**Work request**
Starting at the line below holding "for answer in" and stopping at the line holding "selected.get(&q.question.id).map(|s| (q.question.id, s)))", print every line exactly, both ends included, and leave the rest out.

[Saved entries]
--*--

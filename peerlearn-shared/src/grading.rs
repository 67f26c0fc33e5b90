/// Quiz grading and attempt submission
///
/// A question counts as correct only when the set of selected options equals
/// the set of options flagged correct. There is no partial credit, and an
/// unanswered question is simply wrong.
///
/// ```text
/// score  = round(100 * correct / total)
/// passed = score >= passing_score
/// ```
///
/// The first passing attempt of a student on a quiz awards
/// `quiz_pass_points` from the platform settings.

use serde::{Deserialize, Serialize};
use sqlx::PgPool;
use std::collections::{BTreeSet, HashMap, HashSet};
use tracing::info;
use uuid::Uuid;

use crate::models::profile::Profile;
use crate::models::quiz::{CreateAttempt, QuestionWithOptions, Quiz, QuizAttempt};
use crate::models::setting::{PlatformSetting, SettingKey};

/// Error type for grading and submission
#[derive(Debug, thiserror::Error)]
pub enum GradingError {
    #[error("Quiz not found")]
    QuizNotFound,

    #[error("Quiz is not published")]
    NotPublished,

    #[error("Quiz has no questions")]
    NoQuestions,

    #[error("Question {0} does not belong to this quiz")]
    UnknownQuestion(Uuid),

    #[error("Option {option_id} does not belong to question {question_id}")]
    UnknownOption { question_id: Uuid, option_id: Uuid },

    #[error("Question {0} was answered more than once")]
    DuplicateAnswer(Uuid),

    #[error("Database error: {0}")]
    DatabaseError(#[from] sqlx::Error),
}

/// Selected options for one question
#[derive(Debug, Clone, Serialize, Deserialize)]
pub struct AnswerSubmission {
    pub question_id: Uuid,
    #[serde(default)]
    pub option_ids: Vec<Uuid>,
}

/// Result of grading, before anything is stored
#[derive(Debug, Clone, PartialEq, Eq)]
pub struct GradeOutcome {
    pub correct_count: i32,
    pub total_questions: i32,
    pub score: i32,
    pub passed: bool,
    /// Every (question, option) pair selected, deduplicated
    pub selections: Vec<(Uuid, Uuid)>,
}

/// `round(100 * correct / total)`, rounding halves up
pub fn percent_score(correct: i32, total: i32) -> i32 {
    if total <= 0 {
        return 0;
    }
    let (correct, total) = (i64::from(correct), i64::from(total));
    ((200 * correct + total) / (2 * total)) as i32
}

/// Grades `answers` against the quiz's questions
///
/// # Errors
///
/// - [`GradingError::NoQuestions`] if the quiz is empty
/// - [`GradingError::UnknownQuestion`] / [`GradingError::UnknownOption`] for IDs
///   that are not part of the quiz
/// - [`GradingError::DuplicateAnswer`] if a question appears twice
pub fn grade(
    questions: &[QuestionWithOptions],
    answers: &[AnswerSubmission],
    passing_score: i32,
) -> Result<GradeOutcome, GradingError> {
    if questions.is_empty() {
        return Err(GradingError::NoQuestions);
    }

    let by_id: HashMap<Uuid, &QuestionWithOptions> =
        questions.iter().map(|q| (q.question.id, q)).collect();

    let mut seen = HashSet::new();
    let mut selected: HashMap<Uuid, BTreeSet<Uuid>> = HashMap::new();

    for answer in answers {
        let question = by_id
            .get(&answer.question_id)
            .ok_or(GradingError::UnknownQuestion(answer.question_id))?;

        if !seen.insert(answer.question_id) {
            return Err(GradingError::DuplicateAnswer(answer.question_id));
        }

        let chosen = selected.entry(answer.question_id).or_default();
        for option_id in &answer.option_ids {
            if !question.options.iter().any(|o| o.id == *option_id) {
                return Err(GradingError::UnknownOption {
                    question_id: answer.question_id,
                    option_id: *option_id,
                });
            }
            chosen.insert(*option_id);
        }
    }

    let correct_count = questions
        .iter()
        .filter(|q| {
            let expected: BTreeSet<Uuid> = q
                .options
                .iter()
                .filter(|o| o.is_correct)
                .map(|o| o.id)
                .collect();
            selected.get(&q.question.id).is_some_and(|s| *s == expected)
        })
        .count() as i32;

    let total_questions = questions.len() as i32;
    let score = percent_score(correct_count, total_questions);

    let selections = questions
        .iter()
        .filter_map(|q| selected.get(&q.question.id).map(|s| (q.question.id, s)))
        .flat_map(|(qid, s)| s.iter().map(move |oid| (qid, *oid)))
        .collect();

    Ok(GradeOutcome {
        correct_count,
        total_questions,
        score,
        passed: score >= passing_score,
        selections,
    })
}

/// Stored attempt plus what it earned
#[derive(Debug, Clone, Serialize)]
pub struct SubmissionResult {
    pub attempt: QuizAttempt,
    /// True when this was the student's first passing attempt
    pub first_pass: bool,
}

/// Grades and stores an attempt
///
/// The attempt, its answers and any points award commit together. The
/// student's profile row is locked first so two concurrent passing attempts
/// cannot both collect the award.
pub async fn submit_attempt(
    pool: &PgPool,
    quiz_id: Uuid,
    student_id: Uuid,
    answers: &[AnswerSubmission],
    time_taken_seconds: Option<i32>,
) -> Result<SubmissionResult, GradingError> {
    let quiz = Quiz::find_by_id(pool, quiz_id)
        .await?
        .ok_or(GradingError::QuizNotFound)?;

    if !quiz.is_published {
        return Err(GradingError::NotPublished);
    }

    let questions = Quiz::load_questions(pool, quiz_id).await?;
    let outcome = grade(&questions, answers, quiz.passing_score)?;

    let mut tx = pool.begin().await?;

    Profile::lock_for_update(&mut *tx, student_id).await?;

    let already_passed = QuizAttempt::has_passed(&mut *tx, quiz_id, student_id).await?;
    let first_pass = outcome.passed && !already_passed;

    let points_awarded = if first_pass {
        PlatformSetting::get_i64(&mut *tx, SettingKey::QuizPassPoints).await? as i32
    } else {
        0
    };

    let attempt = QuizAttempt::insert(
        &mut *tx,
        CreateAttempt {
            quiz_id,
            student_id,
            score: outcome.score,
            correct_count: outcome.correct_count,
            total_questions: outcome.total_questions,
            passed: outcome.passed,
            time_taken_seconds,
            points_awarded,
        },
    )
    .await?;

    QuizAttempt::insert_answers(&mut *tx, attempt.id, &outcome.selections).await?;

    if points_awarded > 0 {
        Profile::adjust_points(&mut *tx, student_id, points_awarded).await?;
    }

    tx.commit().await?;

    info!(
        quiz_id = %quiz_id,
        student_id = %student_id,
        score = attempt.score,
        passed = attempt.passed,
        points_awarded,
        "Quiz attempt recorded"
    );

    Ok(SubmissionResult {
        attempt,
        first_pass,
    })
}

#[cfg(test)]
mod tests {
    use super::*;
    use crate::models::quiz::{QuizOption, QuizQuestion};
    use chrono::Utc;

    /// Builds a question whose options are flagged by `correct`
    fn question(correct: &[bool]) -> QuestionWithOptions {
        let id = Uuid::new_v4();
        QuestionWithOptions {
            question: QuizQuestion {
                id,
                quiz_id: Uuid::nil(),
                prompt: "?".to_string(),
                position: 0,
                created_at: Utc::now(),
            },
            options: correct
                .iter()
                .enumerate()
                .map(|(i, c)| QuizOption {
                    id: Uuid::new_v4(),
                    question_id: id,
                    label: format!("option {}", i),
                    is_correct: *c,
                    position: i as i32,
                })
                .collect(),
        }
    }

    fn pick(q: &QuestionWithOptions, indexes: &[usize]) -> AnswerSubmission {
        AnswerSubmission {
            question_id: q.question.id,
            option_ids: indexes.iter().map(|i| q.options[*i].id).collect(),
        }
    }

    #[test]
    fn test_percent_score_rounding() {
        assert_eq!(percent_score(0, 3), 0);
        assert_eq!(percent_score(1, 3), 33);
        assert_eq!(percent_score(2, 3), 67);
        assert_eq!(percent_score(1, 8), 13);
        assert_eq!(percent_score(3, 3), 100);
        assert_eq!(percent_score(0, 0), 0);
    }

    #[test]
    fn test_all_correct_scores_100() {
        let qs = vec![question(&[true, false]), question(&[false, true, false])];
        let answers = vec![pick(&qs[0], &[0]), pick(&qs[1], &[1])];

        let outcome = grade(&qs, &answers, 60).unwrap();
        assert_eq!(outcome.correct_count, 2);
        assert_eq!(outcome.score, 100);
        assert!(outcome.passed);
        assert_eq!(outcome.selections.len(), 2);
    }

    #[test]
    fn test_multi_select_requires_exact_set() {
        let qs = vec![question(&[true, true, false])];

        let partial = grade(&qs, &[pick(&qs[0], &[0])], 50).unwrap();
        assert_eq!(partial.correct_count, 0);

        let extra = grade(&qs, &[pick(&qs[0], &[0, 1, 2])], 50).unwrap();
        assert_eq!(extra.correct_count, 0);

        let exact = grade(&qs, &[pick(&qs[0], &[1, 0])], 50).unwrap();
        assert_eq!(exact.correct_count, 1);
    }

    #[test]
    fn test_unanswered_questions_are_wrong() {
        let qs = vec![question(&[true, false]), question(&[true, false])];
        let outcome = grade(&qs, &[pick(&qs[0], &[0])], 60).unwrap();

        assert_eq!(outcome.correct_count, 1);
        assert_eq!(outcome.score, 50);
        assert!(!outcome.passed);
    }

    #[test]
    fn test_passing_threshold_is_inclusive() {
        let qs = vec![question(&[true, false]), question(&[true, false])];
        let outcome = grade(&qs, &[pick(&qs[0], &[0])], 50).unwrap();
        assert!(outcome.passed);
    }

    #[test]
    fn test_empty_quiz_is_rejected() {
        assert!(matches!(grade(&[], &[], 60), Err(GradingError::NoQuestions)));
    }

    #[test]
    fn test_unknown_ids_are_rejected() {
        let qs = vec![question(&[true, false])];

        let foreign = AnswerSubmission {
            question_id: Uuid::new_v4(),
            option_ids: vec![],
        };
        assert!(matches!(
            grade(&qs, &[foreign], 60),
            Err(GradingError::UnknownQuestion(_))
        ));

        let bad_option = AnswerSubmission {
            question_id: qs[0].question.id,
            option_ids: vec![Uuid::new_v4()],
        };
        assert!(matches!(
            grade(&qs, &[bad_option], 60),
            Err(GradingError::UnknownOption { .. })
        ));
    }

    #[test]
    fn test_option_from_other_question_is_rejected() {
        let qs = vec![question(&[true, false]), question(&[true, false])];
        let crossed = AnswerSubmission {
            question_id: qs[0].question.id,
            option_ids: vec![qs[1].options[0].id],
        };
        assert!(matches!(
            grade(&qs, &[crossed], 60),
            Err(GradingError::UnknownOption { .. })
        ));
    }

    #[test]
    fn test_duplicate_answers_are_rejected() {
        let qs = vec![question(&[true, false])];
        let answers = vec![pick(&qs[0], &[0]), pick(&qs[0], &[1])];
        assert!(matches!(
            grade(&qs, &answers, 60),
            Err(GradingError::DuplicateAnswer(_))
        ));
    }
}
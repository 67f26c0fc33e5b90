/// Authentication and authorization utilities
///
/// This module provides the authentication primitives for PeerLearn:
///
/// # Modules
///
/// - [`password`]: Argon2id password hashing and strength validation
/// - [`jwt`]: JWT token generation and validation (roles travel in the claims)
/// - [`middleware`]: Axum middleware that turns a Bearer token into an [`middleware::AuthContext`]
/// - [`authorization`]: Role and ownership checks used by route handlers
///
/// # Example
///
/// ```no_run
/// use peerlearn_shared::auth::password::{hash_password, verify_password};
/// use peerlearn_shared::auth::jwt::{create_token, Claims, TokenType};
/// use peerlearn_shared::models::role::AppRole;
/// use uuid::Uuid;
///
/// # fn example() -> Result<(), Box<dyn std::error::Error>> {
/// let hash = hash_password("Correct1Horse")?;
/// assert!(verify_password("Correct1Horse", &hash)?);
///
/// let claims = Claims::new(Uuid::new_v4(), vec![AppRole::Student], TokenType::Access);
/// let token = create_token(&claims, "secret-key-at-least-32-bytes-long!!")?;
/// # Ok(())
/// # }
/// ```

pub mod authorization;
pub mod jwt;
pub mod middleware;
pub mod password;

--*--

**Exercise solution**
    for answer in answers {
        let question = by_id
            .get(&answer.question_id)
            .ok_or(GradingError::UnknownQuestion(answer.question_id))?;

        if !seen.insert(answer.question_id) {
            return Err(GradingError::DuplicateAnswer(answer.question_id));
        }

        let chosen = selected.entry(answer.question_id).or_default();
        for option_id in &answer.option_ids {
            if !question.options.iter().any(|o| o.id == *option_id) {
                return Err(GradingError::UnknownOption {
                    question_id: answer.question_id,
                    option_id: *option_id,
                });
            }
            chosen.insert(*option_id);
        }
    }

    let correct_count = questions
        .iter()
        .filter(|q| {
            let expected: BTreeSet<Uuid> = q
                .options
                .iter()
                .filter(|o| o.is_correct)
                .map(|o| o.id)
                .collect();
            selected.get(&q.question.id).is_some_and(|s| *s == expected)
        })
        .count() as i32;

    let total_questions = questions.len() as i32;
    let score = percent_score(correct_count, total_questions);

    let selections = questions
        .iter()
        .filter_map(|q| selected.get(&q.question.id).map(|s| (q.question.id, s)))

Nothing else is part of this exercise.